■ RECORDS SUPPLIED:
..............................

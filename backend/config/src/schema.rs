//! Pacer runtime configuration schema.
//!
//! Every field is optional on disk; [`crate::defaults`] fills the gaps and the
//! accessor methods fall back to the same constants.

use serde::{Deserialize, Serialize};

use crate::defaults::{
    DEFAULT_BIND, DEFAULT_CLAIM_STRATEGY, DEFAULT_DB_PATH, DEFAULT_LOG_DIR, DEFAULT_LOG_LEVEL,
    DEFAULT_POLL_INTERVAL_SECS, DEFAULT_PORT, DEFAULT_RUN_LOG_RETENTION_DAYS,
    DEFAULT_UPSTREAM_BASE_URL,
};

/// Root configuration (`config.yaml`).
#[derive(Debug, Clone, Default, Serialize, Deserialize)]
pub struct PacerConfig {
    #[serde(default, skip_serializing_if = "Option::is_none")]
    pub scheduler: Option<SchedulerSection>,

    #[serde(default, skip_serializing_if = "Option::is_none")]
    pub store: Option<StoreSection>,

    /// Meetings provider
    #[serde(default, skip_serializing_if = "Option::is_none")]
    pub upstream: Option<UpstreamSection>,

    /// Management HTTP server
    #[serde(default, skip_serializing_if = "Option::is_none")]
    pub server: Option<ServerSection>,

    #[serde(default, skip_serializing_if = "Option::is_none")]
    pub logging: Option<LoggingSection>,
}

#[derive(Debug, Clone, Default, PartialEq, Serialize, Deserialize)]
pub struct SchedulerSection {
    #[serde(default, skip_serializing_if = "Option::is_none")]
    pub poll_interval_secs: Option<u64>,
    /// `compare_and_set` or `advisory`
    #[serde(default, skip_serializing_if = "Option::is_none")]
    pub claim_strategy: Option<String>,
    #[serde(default, skip_serializing_if = "Option::is_none")]
    pub run_log_retention_days: Option<u32>,
}

#[derive(Debug, Clone, Default, PartialEq, Serialize, Deserialize)]
pub struct StoreSection {
    #[serde(default, skip_serializing_if = "Option::is_none")]
    pub db_path: Option<String>,
}

#[derive(Debug, Clone, Default, PartialEq, Serialize, Deserialize)]
pub struct UpstreamSection {
    #[serde(default, skip_serializing_if = "Option::is_none")]
    pub base_url: Option<String>,
    #[serde(default, skip_serializing_if = "Option::is_none")]
    pub api_key: Option<String>,
}

#[derive(Debug, Clone, Default, PartialEq, Serialize, Deserialize)]
pub struct ServerSection {
    #[serde(default, skip_serializing_if = "Option::is_none")]
    pub bind: Option<String>,
    #[serde(default, skip_serializing_if = "Option::is_none")]
    pub port: Option<u16>,
    /// Bearer token for `/api/scheduler/*`. Unset leaves the routes open.
    #[serde(default, skip_serializing_if = "Option::is_none")]
    pub api_token: Option<String>,
}

#[derive(Debug, Clone, Default, PartialEq, Serialize, Deserialize)]
pub struct LoggingSection {
    #[serde(default, skip_serializing_if = "Option::is_none")]
    pub level: Option<String>,
    /// Directory for the rolling JSON log. Empty string disables file output.
    #[serde(default, skip_serializing_if = "Option::is_none")]
    pub dir: Option<String>,
}

impl PacerConfig {
    pub fn poll_interval_secs(&self) -> u64 {
        self.scheduler
            .as_ref()
            .and_then(|s| s.poll_interval_secs)
            .unwrap_or(DEFAULT_POLL_INTERVAL_SECS)
    }

    pub fn claim_strategy(&self) -> &str {
        self.scheduler
            .as_ref()
            .and_then(|s| s.claim_strategy.as_deref())
            .unwrap_or(DEFAULT_CLAIM_STRATEGY)
    }

    pub fn run_log_retention_days(&self) -> u32 {
        self.scheduler
            .as_ref()
            .and_then(|s| s.run_log_retention_days)
            .unwrap_or(DEFAULT_RUN_LOG_RETENTION_DAYS)
    }

    pub fn db_path(&self) -> &str {
        self.store
            .as_ref()
            .and_then(|s| s.db_path.as_deref())
            .unwrap_or(DEFAULT_DB_PATH)
    }

    pub fn upstream_base_url(&self) -> &str {
        self.upstream
            .as_ref()
            .and_then(|u| u.base_url.as_deref())
            .unwrap_or(DEFAULT_UPSTREAM_BASE_URL)
    }

    pub fn upstream_api_key(&self) -> Option<&str> {
        self.upstream
            .as_ref()
            .and_then(|u| u.api_key.as_deref())
            .filter(|k| !k.is_empty())
    }

    pub fn bind(&self) -> &str {
        self.server
            .as_ref()
            .and_then(|s| s.bind.as_deref())
            .unwrap_or(DEFAULT_BIND)
    }

    pub fn port(&self) -> u16 {
        self.server
            .as_ref()
            .and_then(|s| s.port)
            .unwrap_or(DEFAULT_PORT)
    }

    pub fn api_token(&self) -> Option<&str> {
        self.server
            .as_ref()
            .and_then(|s| s.api_token.as_deref())
            .filter(|t| !t.is_empty())
    }

    pub fn log_level(&self) -> &str {
        self.logging
            .as_ref()
            .and_then(|l| l.level.as_deref())
            .unwrap_or(DEFAULT_LOG_LEVEL)
    }

    pub fn log_dir(&self) -> Option<&str> {
        let dir = self
            .logging
            .as_ref()
            .and_then(|l| l.dir.as_deref())
            .unwrap_or(DEFAULT_LOG_DIR);
        (!dir.is_empty()).then_some(dir)
    }
}

#[cfg(test)]
mod tests {
    use super::*;

    #[test]
    fn parses_partial_yaml() {
        let yaml = r#"
scheduler:
  poll_interval_secs: 15
upstream:
  api_key: abc
server:
  port: 9090
"#;
        let cfg: PacerConfig = serde_yaml::from_str(yaml).unwrap();
        assert_eq!(cfg.poll_interval_secs(), 15);
        assert_eq!(cfg.claim_strategy(), "compare_and_set");
        assert_eq!(cfg.upstream_api_key(), Some("abc"));
        assert_eq!(cfg.port(), 9090);
        assert_eq!(cfg.bind(), "0.0.0.0");
        assert_eq!(cfg.db_path(), "pacer.db");
    }

    #[test]
    fn empty_log_dir_disables_file_output() {
        let cfg: PacerConfig = serde_yaml::from_str("logging:\n  dir: \"\"\n").unwrap();
        assert_eq!(cfg.log_dir(), None);
        assert_eq!(PacerConfig::default().log_dir(), Some("logs"));
    }
}
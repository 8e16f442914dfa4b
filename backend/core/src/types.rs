use std::fmt;
use std::str::FromStr;

use chrono::{DateTime, Utc};
use serde::{Deserialize, Serialize};
use uuid::Uuid;

use crate::error::SchedulerError;

pub type TaskId = Uuid;

/// Opaque key/value bag handed verbatim to a task's handler.
pub type TaskConfig = serde_json::Map<String, serde_json::Value>;

/// The closed set of task types the scheduler knows how to dispatch.
#[derive(Debug, Clone, Copy, PartialEq, Eq, Hash, Serialize, Deserialize)]
#[serde(rename_all = "snake_case")]
pub enum TaskType {
    /// Refresh meeting data for a target date.
    MeetingsImport,
    /// Poll upstream for ratings changes and optionally re-import.
    RatingsCheck,
}

impl TaskType {
    pub const ALL: [TaskType; 2] = [TaskType::MeetingsImport, TaskType::RatingsCheck];

    pub fn as_str(&self) -> &'static str {
        match self {
            TaskType::MeetingsImport => "meetings_import",
            TaskType::RatingsCheck => "ratings_check",
        }
    }
}

impl fmt::Display for TaskType {
    fn fmt(&self, f: &mut fmt::Formatter<'_>) -> fmt::Result {
        f.write_str(self.as_str())
    }
}

impl FromStr for TaskType {
    type Err = SchedulerError;

    fn from_str(s: &str) -> Result<Self, Self::Err> {
        TaskType::ALL
            .into_iter()
            .find(|t| t.as_str() == s)
            .ok_or_else(|| SchedulerError::Configuration(format!("unknown task type: {s}")))
    }
}

/// When a task fires. Exactly one parameter set exists per schedule type.
#[derive(Debug, Clone, PartialEq, Eq, Serialize, Deserialize)]
#[serde(tag = "schedule_type", rename_all = "snake_case")]
pub enum Schedule {
    /// Calendar expression, e.g. "0 6 * * *"
    Cron { cron_expression: String },
    /// Fixed spacing measured from the previous attempt
    Interval { interval_minutes: u32 },
    /// Fires once at or after the given instant
    OneTime { scheduled_time: DateTime<Utc> },
}

#[derive(Debug, Clone, Copy, PartialEq, Eq, Serialize, Deserialize)]
#[serde(rename_all = "snake_case")]
pub enum ScheduleType {
    Cron,
    Interval,
    OneTime,
}

impl ScheduleType {
    pub fn as_str(&self) -> &'static str {
        match self {
            ScheduleType::Cron => "cron",
            ScheduleType::Interval => "interval",
            ScheduleType::OneTime => "one_time",
        }
    }
}

impl Schedule {
    pub fn kind(&self) -> ScheduleType {
        match self {
            Schedule::Cron { .. } => ScheduleType::Cron,
            Schedule::Interval { .. } => ScheduleType::Interval,
            Schedule::OneTime { .. } => ScheduleType::OneTime,
        }
    }

    /// Human-readable summary for listings.
    pub fn describe(&self) -> String {
        match self {
            Schedule::Cron { cron_expression } => match cron_expression.trim() {
                "0 6 * * *" | "0 0 6 * * *" => "Daily at 6:00 AM".to_string(),
                "0 * * * *" | "0 0 * * * *" => "Every hour".to_string(),
                "0 */6 * * *" | "0 0 */6 * * *" => "Every 6 hours".to_string(),
                "0 0 * * 0" | "0 0 0 * * 0" => "Weekly on Sunday at midnight".to_string(),
                other => format!("Cron: {other}"),
            },
            Schedule::Interval { interval_minutes: 1 } => "Every minute".to_string(),
            Schedule::Interval { interval_minutes } => format!("Every {interval_minutes} minutes"),
            Schedule::OneTime { scheduled_time } => format!("Once at {}", scheduled_time.to_rfc3339()),
        }
    }
}

impl fmt::Display for Schedule {
    fn fmt(&self, f: &mut fmt::Formatter<'_>) -> fmt::Result {
        match self {
            Schedule::Cron { cron_expression } => write!(f, "cron({cron_expression})"),
            Schedule::Interval { interval_minutes } => write!(f, "every {interval_minutes}m"),
            Schedule::OneTime { scheduled_time } => write!(f, "once({})", scheduled_time.to_rfc3339()),
        }
    }
}

/// Outcome of the most recent attempt.
#[derive(Debug, Clone, Copy, PartialEq, Eq, Serialize, Deserialize, Default)]
#[serde(rename_all = "snake_case")]
pub enum RunStatus {
    #[default]
    None,
    Success,
    Failed,
}

impl RunStatus {
    pub fn as_str(&self) -> &'static str {
        match self {
            RunStatus::None => "none",
            RunStatus::Success => "success",
            RunStatus::Failed => "failed",
        }
    }
}

impl fmt::Display for RunStatus {
    fn fmt(&self, f: &mut fmt::Formatter<'_>) -> fmt::Result {
        f.write_str(self.as_str())
    }
}

impl FromStr for RunStatus {
    type Err = SchedulerError;

    fn from_str(s: &str) -> Result<Self, Self::Err> {
        match s {
            "none" => Ok(RunStatus::None),
            "success" => Ok(RunStatus::Success),
            "failed" => Ok(RunStatus::Failed),
            other => Err(SchedulerError::Store(format!("unknown run status: {other}"))),
        }
    }
}

/// What started an attempt.
#[derive(Debug, Clone, Copy, PartialEq, Eq, Serialize, Deserialize, Default)]
#[serde(rename_all = "snake_case")]
pub enum RunTrigger {
    /// Dispatched by the polling loop.
    #[default]
    Scheduled,
    /// Requested through `run_now`.
    Manual,
}

impl RunTrigger {
    pub fn as_str(&self) -> &'static str {
        match self {
            RunTrigger::Scheduled => "scheduled",
            RunTrigger::Manual => "manual",
        }
    }
}

impl FromStr for RunTrigger {
    type Err = SchedulerError;

    fn from_str(s: &str) -> Result<Self, Self::Err> {
        match s {
            "scheduled" => Ok(RunTrigger::Scheduled),
            "manual" => Ok(RunTrigger::Manual),
            other => Err(SchedulerError::Store(format!("unknown run trigger: {other}"))),
        }
    }
}

/// Run counters. `total_runs` always equals `successful_runs + failed_runs`.
#[derive(Debug, Clone, Copy, PartialEq, Eq, Default, Serialize, Deserialize)]
pub struct RunStats {
    pub total_runs: u64,
    pub successful_runs: u64,
    pub failed_runs: u64,
}

impl RunStats {
    pub fn record(&mut self, status: RunStatus) {
        match status {
            RunStatus::Success => self.successful_runs += 1,
            RunStatus::Failed => self.failed_runs += 1,
            RunStatus::None => return,
        }
        self.total_runs += 1;
    }
}
impl TaskExecutor {
    pub fn new(store: Arc<dyn TaskStore>, registry: Arc<HandlerRegistry>) -> Self {
        Self {
            store,
            registry,
            history: None,
            claim_strategy: ClaimStrategy::default(),
        }
    }

    pub fn with_history(mut self, history: Arc<dyn RunHistory>) -> Self {
        self.history = Some(history);
        self
    }

    pub fn with_claim_strategy(mut self, strategy: ClaimStrategy) -> Self {
        self.claim_strategy = strategy;
        self
    }

    pub fn claim_strategy(&self) -> ClaimStrategy {
        self.claim_strategy
    }

    pub fn history(&self) -> Option<&Arc<dyn RunHistory>> {
        self.history.as_ref()
    }

    /// Mark `task` as running and stamp the attempt time. Returns whether this
    /// caller now holds the task.
    pub async fn claim(&self, task: &Task, now: DateTime<Utc>) -> Result<bool, SchedulerError> {
        match self.claim_strategy {
            ClaimStrategy::Advisory => {
                self.store.update(task.id, TaskPatch::claim(now)).await?;
                Ok(true)
            }
            ClaimStrategy::CompareAndSet => self.store.try_claim(task.id, now).await,
        }
    }

    /// Run one attempt: claim, dispatch to the handler, persist the outcome.
    ///
    /// Handler failures are recorded on the task and reported as
    /// `ExecutionOutcome::Failed`; only store errors come back as `Err`.
    pub async fn execute(&self, task: Task) -> Result<ExecutionReport, SchedulerError> {
        self.execute_as(task, RunTrigger::Scheduled).await
    }

    /// [`Self::execute`] with the trigger recorded in the run log.
    pub async fn execute_as(
        &self,
        task: Task,
        trigger: RunTrigger,
    ) -> Result<ExecutionReport, SchedulerError> {
        let started_at = Utc::now();

        if !self.claim(&task, started_at).await? {
            debug!(task_id = %task.id, task = %task.name, "Claim lost; another executor holds the task");
            RunEventLogger::log(
                task.id,
                &task.name,
                RunEvent::Skipped {
                    reason: "already running".into(),
                },
            );
            return Ok(ExecutionReport {
                task_id: task.id,
                started_at,
                finished_at: started_at,
                outcome: ExecutionOutcome::Skipped,
                next_run_at: task.next_run_at,
                stats: None,
            });
        }
        RunEventLogger::log(task.id, &task.name, RunEvent::Claimed);

        let result = self.dispatch(&task).await;
        let finished_at = Utc::now();
        let duration_ms = (finished_at - started_at).num_milliseconds();

        let (status, message, outcome) = match result {
            Ok(outcome) => {
                let message = redact_sensitive_data(&outcome.message);
                RunEventLogger::log(
                    task.id,
                    &task.name,
                    RunEvent::Succeeded {
                        message: message.clone(),
                        duration_ms,
                    },
                );
                (RunStatus::Success, message, ExecutionOutcome::Succeeded(outcome))
            }
            Err(e) => {
                let message = redact_sensitive_data(&failure_message(&e));
                RunEventLogger::log(
                    task.id,
                    &task.name,
                    RunEvent::Failed {
                        error: message.clone(),
                        duration_ms,
                    },
                );
                (RunStatus::Failed, message.clone(), ExecutionOutcome::Failed(message))
            }
        };

        let next_run_at = next_run_after(&task.schedule, finished_at);
        let stats = self.complete(&task, status, &message, next_run_at).await?;

        if let Some(history) = &self.history {
            let counts = match &outcome {
                ExecutionOutcome::Succeeded(o) => (o.processed, o.inserted, o.updated),
                _ => (0, 0, 0),
            };
            let entry = RunRecord {
                id: Uuid::new_v4(),
                task_id: task.id,
                task_name: task.name.clone(),
                started_at,
                finished_at,
                status,
                trigger,
                processed: counts.0,
                inserted: counts.1,
                updated: counts.2,
                message: Some(message),
            };
            if let Err(e) = history.record(&entry).await {
                error!(task_id = %task.id, error = %e, "Failed to append run log entry");
            }
        }

        Ok(ExecutionReport {
            task_id: task.id,
            started_at,
            finished_at,
            outcome,
            next_run_at,
            stats: Some(stats),
        })
    }

    async fn dispatch(&self, task: &Task) -> Result<HandlerOutcome, SchedulerError> {
        let handler = self.registry.resolve(&task.task_type)?;
        debug!(task_id = %task.id, handler = handler.name(), "Dispatching task");

        match AssertUnwindSafe(handler.execute(&task.config))
            .catch_unwind()
            .await
        {
            Ok(result) => result.map_err(SchedulerError::Handler),
            Err(panic) => Err(SchedulerError::Handler(HandlerError::new(format!(
                "handler panicked: {}",
                panic_message(panic.as_ref())
            )))),
        }
    }

    async fn complete(
        &self,
        task: &Task,
        status: RunStatus,
        message: &str,
        next_run_at: Option<DateTime<Utc>>,
    ) -> Result<RunStats, SchedulerError> {
        let patch = TaskPatch::completion(status, message, next_run_at);
        if let Err(e) = self.store.update(task.id, patch).await {
            error!(
                task_id = %task.id,
                task = %task.name,
                error = %e,
                "Failed to persist completion; task stays marked running"
            );
            return Err(e);
        }
        self.store.increment_run_counters(task.id, status).await
    }
}
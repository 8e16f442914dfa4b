//! Structured logging for Pacer.
//!
//! Console plus daily-rolling JSON file output, secret redaction, and the
//! `task_runs` event stream emitted by the executor.

pub mod logger;
pub mod redact;
pub mod run_events;

pub use logger::{init_logger, LoggerGuard};
pub use redact::redact_sensitive_data;
pub use run_events::{RunEvent, RunEventLogger};
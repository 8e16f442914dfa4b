use std::collections::{BTreeSet, HashMap};
use std::sync::Arc;

use async_trait::async_trait;
use chrono::{DateTime, Days, NaiveDate, NaiveDateTime};
use serde::Deserialize;
use tracing::{info, warn};

use pacer_core::{HandlerError, HandlerOutcome, TaskConfig, TaskHandler};

use crate::import::{parse_config, utc_today, MeetingsImporter, Today};
use crate::meetings::{MeetingRepository, MeetingSummary};
use crate::upstream::{MeetingsSource, UpstreamMeeting};

/// Parse the timestamp shapes the provider has been seen to emit.
pub fn parse_timestamp(raw: &str) -> Option<NaiveDateTime> {
    let raw = raw.trim();
    if raw.is_empty() {
        return None;
    }
    if let Ok(dt) = DateTime::parse_from_rfc3339(raw) {
        return Some(dt.naive_utc());
    }
    ["%Y-%m-%dT%H:%M:%S%.fZ", "%Y-%m-%dT%H:%M:%S%.f", "%Y-%m-%d %H:%M:%S%.f"]
        .iter()
        .find_map(|fmt| NaiveDateTime::parse_from_str(raw, fmt).ok())
        .or_else(|| {
            NaiveDate::parse_from_str(raw, "%Y-%m-%d")
                .ok()
                .and_then(|d| d.and_hms_opt(0, 0, 0))
        })
}

/// Whether the upstream ratings timestamp supersedes the local one.
///
/// A missing local timestamp is always stale. Anything unparseable is never newer.
pub fn is_ratings_newer(upstream: Option<&str>, local: Option<&str>) -> bool {
    let Some(upstream) = upstream.filter(|s| !s.trim().is_empty()) else {
        return false;
    };
    let Some(local) = local.filter(|s| !s.trim().is_empty()) else {
        return true;
    };
    match (parse_timestamp(upstream), parse_timestamp(local)) {
        (Some(up), Some(loc)) => up > loc,
        _ => false,
    }
}

fn default_days_back() -> u32 {
    7
}

fn enabled() -> bool {
    true
}

#[derive(Debug, Deserialize)]
struct RatingsConfig {
    #[serde(default = "default_days_back")]
    days_back: u32,
    #[serde(default = "enabled")]
    auto_refresh: bool,
}

/// `ratings_check`: find recent meetings whose upstream ratings moved on and
/// optionally re-import their dates.
pub struct RatingsCheckHandler {
    source: Arc<dyn MeetingsSource>,
    repo: Arc<dyn MeetingRepository>,
    importer: Arc<MeetingsImporter>,
    today: Today,
}

impl RatingsCheckHandler {
    pub fn new(
        source: Arc<dyn MeetingsSource>,
        repo: Arc<dyn MeetingRepository>,
        importer: Arc<MeetingsImporter>,
    ) -> Self {
        Self {
            source,
            repo,
            importer,
            today: utc_today,
        }
    }

    pub fn with_today(mut self, today: Today) -> Self {
        self.today = today;
        self
    }

    /// Meetings whose upstream ratings are newer than what is stored. Upstream
    /// lists are fetched once per date; a failed fetch means "not stale".
    async fn find_stale(&self, meetings: &[MeetingSummary]) -> Vec<MeetingSummary> {
        let mut listings: HashMap<NaiveDate, Vec<UpstreamMeeting>> = HashMap::new();
        let mut stale = Vec::new();

        for meeting in meetings {
            let date = meeting.meeting_date;
            if !listings.contains_key(&date) {
                let listing = match self.source.meetings_for_date(date).await {
                    Ok(listing) => listing,
                    Err(e) => {
                        warn!(meeting_date = %date, error = %format!("{e:#}"), "Ratings lookup failed");
                        Vec::new()
                    }
                };
                listings.insert(date, listing);
            }

            let upstream = listings
                .get(&date)
                .and_then(|l| l.iter().find(|m| m.meeting_id == meeting.pf_meeting_id))
                .and_then(|m| m.ratings_updated.as_deref());
            if is_ratings_newer(upstream, meeting.ratings_updated.as_deref()) {
                stale.push(meeting.clone());
            }
        }
        stale
    }
}

#[async_trait]
impl TaskHandler for RatingsCheckHandler {
    fn name(&self) -> &str {
        "ratings_check"
    }

    async fn execute(&self, config: &TaskConfig) -> Result<HandlerOutcome, HandlerError> {
        let config: RatingsConfig = parse_config(config)?;
        let since = (self.today)()
            .checked_sub_days(Days::new(u64::from(config.days_back)))
            .ok_or_else(|| HandlerError::new("days_back out of range"))?;

        let meetings = self
            .repo
            .active_since(since)
            .await
            .map_err(|e| HandlerError::new(format!("Ratings polling failed: {e:#}")))?;
        if meetings.is_empty() {
            return Ok(HandlerOutcome::message("No recent meetings found"));
        }

        let checked = meetings.len() as u64;
        let stale = self.find_stale(&meetings).await;
        let mut outcome = HandlerOutcome {
            processed: checked,
            message: format!(
                "Found {} meetings with updated ratings out of {checked} checked",
                stale.len()
            ),
            ..Default::default()
        };
        if !config.auto_refresh || stale.is_empty() {
            return Ok(outcome);
        }

        let dates: BTreeSet<NaiveDate> = stale.iter().map(|m| m.meeting_date).collect();
        let mut refreshed_dates = BTreeSet::new();
        for date in dates {
            match self.importer.import_date(date).await {
                Ok(summary) if summary.total > 0 => {
                    outcome.inserted += summary.inserted;
                    outcome.updated += summary.updated;
                    refreshed_dates.insert(date);
                }
                Ok(_) => warn!(meeting_date = %date, "Refresh returned no meetings"),
                Err(e) => warn!(meeting_date = %date, error = %format!("{e:#}"), "Refresh failed"),
            }
        }
        let refreshed = stale
            .iter()
            .filter(|m| refreshed_dates.contains(&m.meeting_date))
            .count();

        info!(checked, stale = stale.len(), refreshed, "Ratings poll finished");
        outcome.message = format!(
            "Polling complete: {} updates found, {refreshed} successfully refreshed",
            stale.len()
        );
        Ok(outcome)
    }
}
//! Bearer-token gate for the scheduler routes.

use std::sync::Arc;

use axum::{extract::FromRequestParts, http::request::Parts, http::StatusCode};
use tracing::warn;

use crate::api::AppState;

/// Extractor that rejects requests without the configured bearer token.
/// With no token configured every request passes.
pub struct RequireAuth;

impl FromRequestParts<Arc<AppState>> for RequireAuth {
    type Rejection = (StatusCode, &'static str);

    async fn from_request_parts(
        parts: &mut Parts,
        state: &Arc<AppState>,
    ) -> Result<Self, Self::Rejection> {
        let Some(expected) = state.api_token.as_deref() else {
            return Ok(RequireAuth);
        };

        let auth_header = parts
            .headers
            .get(axum::http::header::AUTHORIZATION)
            .and_then(|val| val.to_str().ok());

        match auth_header.and_then(|h| h.strip_prefix("Bearer ")) {
            Some(token) if token == expected => Ok(RequireAuth),
            Some(_) => {
                warn!(path = %parts.uri.path(), "Rejected invalid bearer token");
                Err((StatusCode::UNAUTHORIZED, "Invalid token"))
            }
            None => {
                warn!(path = %parts.uri.path(), "Missing or invalid Authorization header");
                Err((StatusCode::UNAUTHORIZED, "Missing credentials"))
            }
        }
    }
}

..............................

In the data above, start at the line that has "lists are fetched", stop after the line that has "let date = meeting.meeting_date;", and print every line in between exactly as it stands.

■ THE ANSWER:
    /// lists are fetched once per date; a failed fetch means "not stale".
    async fn find_stale(&self, meetings: &[MeetingSummary]) -> Vec<MeetingSummary> {
        let mut listings: HashMap<NaiveDate, Vec<UpstreamMeeting>> = HashMap::new();
        let mut stale = Vec::new();

        for meeting in meetings {
            let date = meeting.meeting_date;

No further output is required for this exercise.